HiDream-O1-Image — Five Generation Modes & Nine Diagram Styles on a Single GPU

About HiDream-O1-Image

HiDream-O1-Image is an 8B-parameter image-generation model released in May 2026 by HiDream-ai. Architecturally it is a Pixel-level Unified Transformer (UiT): instead of stacking a separate text encoder, VAE, and denoiser the way diffusion models like FLUX or SD3 do, it encodes raw pixels, text, and task-specific conditions in a single shared token space. One end-to-end model handles five generation modes natively — text-to-image, instruction editing, subject-driven personalization, bbox-layout conditioning, and skeleton/openpose conditioning — at resolutions up to 2048×2048.

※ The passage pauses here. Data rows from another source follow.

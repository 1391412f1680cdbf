//! Logger module
//!
//! Provides logging utilities for the asset server including:
//! - Server lifecycle logging
//! - Access logging with multiple formats
//! - Catalog build, error and warning logging
//! - File-based logging support

mod format;
mod level;
pub mod writer;

pub use format::AccessLogEntry;
pub use level::LogLevel;

use crate::config::Config;
use std::net::SocketAddr;
use std::path::Path;

/// Initialize the logger with configuration
///
/// Should be called once at application startup.
pub fn init(config: &Config) -> std::io::Result<()> {
    let level = configured_level(config)?;
    writer::init(
        config.logging.access_log_file.as_deref(),
        config.logging.error_log_file.as_deref(),
        level,
    )
}

fn configured_level(config: &Config) -> std::io::Result<LogLevel> {
    config
        .logging
        .level
        .parse::<LogLevel>()
        .map_err(|msg| std::io::Error::new(std::io::ErrorKind::InvalidInput, msg))
}

/// Whether messages at `level` are written; everything passes before `init`
fn enabled(level: LogLevel) -> bool {
    match writer::get() {
        Some(w) => w.level().allows(level),
        None => true,
    }
}

/// Write to info/access log
fn write_info(message: &str) {
    match writer::get() {
        Some(w) => w.write_access(message),
        None => println!("{message}"),
    }
}

/// Write to error log
fn write_error(message: &str) {
    match writer::get() {
        Some(w) => w.write_error(message),
        None => eprintln!("{message}"),
    }
}

pub fn log_server_start(addr: &SocketAddr, config: &Config) {
    write_info("======================================");
    write_info("Asset server started successfully");
    write_info(&format!("Listening on: http://{addr}"));
    write_info(&format!("Log level: {}", config.logging.level));
    if let Some(workers) = config.server.workers {
        write_info(&format!("Worker threads: {workers}"));
    }
    write_info(&format!(
        "Panorama root: {}",
        config.assets.panorama_root().display()
    ));
    write_info(&format!("Model root: {}", config.assets.model_root().display()));
    if let Some(ref path) = config.logging.access_log_file {
        write_info(&format!("Access log: {path}"));
    }
    if let Some(ref path) = config.logging.error_log_file {
        write_info(&format!("Error log: {path}"));
    }
    write_info("======================================\n");
}

pub fn log_server_stop() {
    write_info("[Shutdown] Listener closed, in-flight connections will finish");
}

pub fn log_info(message: &str) {
    if !enabled(LogLevel::Info) {
        return;
    }
    write_info(&format!("[INFO] {message}"));
}

pub fn log_connection_accepted(peer_addr: &SocketAddr) {
    if !enabled(LogLevel::Info) {
        return;
    }
    write_info(&format!("[Connection] Accepted from: {peer_addr}"));
}

pub fn log_connection_error(err: &impl std::fmt::Debug) {
    write_error(&format!("[ERROR] Failed to serve connection: {err:?}"));
}

pub fn log_catalog_built(collection: &str, root: &Path, folders: usize) {
    if !enabled(LogLevel::Info) {
        return;
    }
    write_info(&format!(
        "[Catalog] Built {collection} catalog from {}: {folders} folder(s)",
        root.display()
    ));
}

pub fn log_error(message: &str) {
    write_error(&format!("[ERROR] {message}"));
}

pub fn log_warning(message: &str) {
    if !enabled(LogLevel::Warn) {
        return;
    }
    write_error(&format!("[WARN] {message}"));
}

pub fn log_headers_count(count: usize, show: bool) {
    if show && enabled(LogLevel::Info) {
        write_info(&format!("[Headers] Count: {count}"));
    }
}

/// Log formatted access log entry
pub fn log_access(entry: &AccessLogEntry, format: &str) {
    write_info(&entry.format(format));
}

The open weights ship in two variants:

Variant	Steps	CFG	Shift	Scheduler	VRAM	Use for
Full	50	5.0	3.0	FlowUniPC	~17–20 GB	Editing, IP/personalization, layout, skeleton, highest-quality T2I
Dev (distilled)	28	0.0	1.0	FlashFlowMatchEuler	~17–20 GB	General T2I — about 2× faster than Full

The Artificial Analysis text-to-image leaderboard ranks a HiDream-O1 entry (“Peanut”) at #8 — but that entry is the unreleased 200B+ Pro variant. The open 8B is what we work with here. It does not match the Pro’s photorealism or its identity preservation in IP mode, but for free local generation on a single consumer GPU it’s remarkable.

What it’s good at: photographic compositions, long-text rendering, multi-region layout, infographic and architecture-diagram aesthetics, editorial portraits, instruction-based editing with identity preservation.

Where it struggles: dense short technical labels (>6 elements at high resolution), sequence-diagram arrows, period-faithful photo restoration, identity preservation when the prompt and reference image disagree on physical traits.

Install on RTX 4090

Target hardware: NVIDIA RTX 4090 (24 GB VRAM), Linux (Ubuntu/Pop!_OS), CUDA 12.8 or newer driver. Python 3.12 in a dedicated venv. Disk: ~7 GB for the venv + ~35 GB for both BF16 model weights.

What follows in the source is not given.